(DIRECTIONS):
Nothing may be dropped or added when the entries below are copied.

□ □ □

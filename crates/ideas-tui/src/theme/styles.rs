//! Semantic style builders for the glass-card theme.

use ideas_app::state::NoticeLevel;
use ratatui::style::{Modifier, Style};
use ratatui::widgets::{Block, BorderType, Borders};

use super::palette;

// --- Text styles ---
pub fn text_primary() -> Style {
    Style::default().fg(palette::TEXT_PRIMARY)
}

pub fn text_secondary() -> Style {
    Style::default().fg(palette::TEXT_SECONDARY)
}

pub fn text_muted() -> Style {
    Style::default().fg(palette::TEXT_MUTED)
}

// --- Border styles ---
pub fn border_inactive() -> Style {
    Style::default().fg(palette::BORDER_DIM)
}

pub fn border_active() -> Style {
    Style::default().fg(palette::BORDER_ACTIVE)
}

// --- Accent styles ---
pub fn accent_bold() -> Style {
    Style::default()
        .fg(palette::ACCENT)
        .add_modifier(Modifier::BOLD)
}

/// Key label in shortcut hints ("[s]")
pub fn keybinding() -> Style {
    Style::default().fg(palette::STATUS_YELLOW)
}

/// "Black on Cyan" - used for focused+selected items across widgets
pub fn focused_selected() -> Style {
    Style::default()
        .fg(palette::CONTRAST_FG)
        .bg(palette::ACCENT)
        .add_modifier(Modifier::BOLD)
}

/// Selected row in a list without keyboard focus
pub fn unfocused_selected() -> Style {
    Style::default()
        .fg(palette::TEXT_PRIMARY)
        .add_modifier(Modifier::BOLD)
}

// --- Block builders ---
pub fn glass_block(focused: bool) -> Block<'static> {
    Block::default()
        .borders(Borders::ALL)
        .border_type(BorderType::Rounded)
        .border_style(if focused {
            border_active()
        } else {
            border_inactive()
        })
        .style(Style::default().bg(palette::CARD_BG))
}

pub fn modal_block(title: &str) -> Block<'_> {
    Block::default()
        .title(title)
        .borders(Borders::ALL)
        .border_type(BorderType::Rounded)
        .border_style(border_active())
        .style(Style::default().bg(palette::POPUP_BG))
}

// --- Notice mapping ---

/// Icon and style for a footer notice
pub fn notice_indicator(level: NoticeLevel) -> (&'static str, Style) {
    match level {
        NoticeLevel::Info => ("ℹ", Style::default().fg(palette::STATUS_BLUE)),
        NoticeLevel::Success => ("✓", Style::default().fg(palette::STATUS_GREEN)),
        NoticeLevel::Warning => (
            "!",
            Style::default()
                .fg(palette::STATUS_YELLOW)
                .add_modifier(Modifier::BOLD),
        ),
        NoticeLevel::Error => (
            "✗",
            Style::default()
                .fg(palette::STATUS_RED)
                .add_modifier(Modifier::BOLD),
        ),
    }
}

#[cfg(test)]
mod tests {
    use super::*;

    #[test]
    fn test_text_styles_have_correct_colors() {
        assert_eq!(text_primary().fg, Some(palette::TEXT_PRIMARY));
        assert_eq!(text_secondary().fg, Some(palette::TEXT_SECONDARY));
        assert_eq!(text_muted().fg, Some(palette::TEXT_MUTED));
    }

    #[test]
    fn test_border_styles_have_correct_colors() {
        assert_eq!(border_inactive().fg, Some(palette::BORDER_DIM));
        assert_eq!(border_active().fg, Some(palette::BORDER_ACTIVE));
    }

    #[test]
    fn test_focused_selected_is_contrast_on_accent() {
        let style = focused_selected();
        assert_eq!(style.fg, Some(palette::CONTRAST_FG));
        assert_eq!(style.bg, Some(palette::ACCENT));
        assert!(style.add_modifier.contains(Modifier::BOLD));
    }

    #[test]
    fn test_notice_indicator_colors() {
        assert_eq!(
            notice_indicator(NoticeLevel::Error).1.fg,
            Some(palette::STATUS_RED)
        );
        assert_eq!(
            notice_indicator(NoticeLevel::Success).1.fg,
            Some(palette::STATUS_GREEN)
        );
    }
}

□ □ □

(RESPONSE BOX):
filename crates/ideas-tui/src/theme/styles.rs
//! Semantic style builders for the glass-card theme.

use ideas_app::state::NoticeLevel;
use ratatui::style::{Modifier, Style};
use ratatui::widgets::{Block, BorderType, Borders};

use super::palette;

// --- Text styles ---
pub fn text_primary() -> Style {
    Style::default().fg(palette::TEXT_PRIMARY)
}

pub fn text_secondary() -> Style {
    Style::default().fg(palette::TEXT_SECONDARY)
}

pub fn text_muted() -> Style {
    Style::default().fg(palette::TEXT_MUTED)
}

// --- Border styles ---
pub fn border_inactive() -> Style {
    Style::default().fg(palette::BORDER_DIM)
}

pub fn border_active() -> Style {
    Style::default().fg(palette::BORDER_ACTIVE)
}

// --- Accent styles ---
pub fn accent_bold() -> Style {
    Style::default()
        .fg(palette::ACCENT)
        .add_modifier(Modifier::BOLD)
}

/// Key label in shortcut hints ("[s]")
pub fn keybinding() -> Style {
    Style::default().fg(palette::STATUS_YELLOW)
}

/// "Black on Cyan" - used for focused+selected items across widgets
pub fn focused_selected() -> Style {
    Style::default()
        .fg(palette::CONTRAST_FG)
        .bg(palette::ACCENT)
        .add_modifier(Modifier::BOLD)
}

/// Selected row in a list without keyboard focus
pub fn unfocused_selected() -> Style {
    Style::default()
        .fg(palette::TEXT_PRIMARY)
        .add_modifier(Modifier::BOLD)
}

// --- Block builders ---
pub fn glass_block(focused: bool) -> Block<'static> {
    Block::default()
        .borders(Borders::ALL)
        .border_type(BorderType::Rounded)
        .border_style(if focused {
            border_active()
        } else {
            border_inactive()
        })
        .style(Style::default().bg(palette::CARD_BG))
}

pub fn modal_block(title: &str) -> Block<'_> {
    Block::default()
        .title(title)
        .borders(Borders::ALL)
        .border_type(BorderType::Rounded)
        .border_style(border_active())
        .style(Style::default().bg(palette::POPUP_BG))
}

// --- Notice mapping ---

/// Icon and style for a footer notice
pub fn notice_indicator(level: NoticeLevel) -> (&'static str, Style) {
    match level {
        NoticeLevel::Info => ("ℹ", Style::default().fg(palette::STATUS_BLUE)),
        NoticeLevel::Success => ("✓", Style::default().fg(palette::STATUS_GREEN)),
        NoticeLevel::Warning => (
            "!",
            Style::default()
                .fg(palette::STATUS_YELLOW)
                .add_modifier(Modifier::BOLD),
        ),
        NoticeLevel::Error => (
            "✗",
            Style::default()
                .fg(palette::STATUS_RED)
                .add_modifier(Modifier::BOLD),
        ),
    }
}

#[cfg(test)]
mod tests {
    use super::*;

    #[test]
    fn test_text_styles_have_correct_colors() {
        assert_eq!(text_primary().fg, Some(palette::TEXT_PRIMARY));
        assert_eq!(text_secondary().fg, Some(palette::TEXT_SECONDARY));
        assert_eq!(text_muted().fg, Some(palette::TEXT_MUTED));
    }

    #[test]
    fn test_border_styles_have_correct_colors() {
        assert_eq!(border_inactive().fg, Some(palette::BORDER_DIM));
        assert_eq!(border_active().fg, Some(palette::BORDER_ACTIVE));
    }

    #[test]
    fn test_focused_selected_is_contrast_on_accent() {
        let style = focused_selected();
        assert_eq!(style.fg, Some(palette::CONTRAST_FG));
        assert_eq!(style.bg, Some(palette::ACCENT));
        assert!(style.add_modifier.contains(Modifier::BOLD));
    }

    #[test]
    fn test_notice_indicator_colors() {
        assert_eq!(
            notice_indicator(NoticeLevel::Error).1.fg,
            Some(palette::STATUS_RED)
        );
        assert_eq!(
            notice_indicator(NoticeLevel::Success).1.fg,
            Some(palette::STATUS_GREEN)
        );
    }
}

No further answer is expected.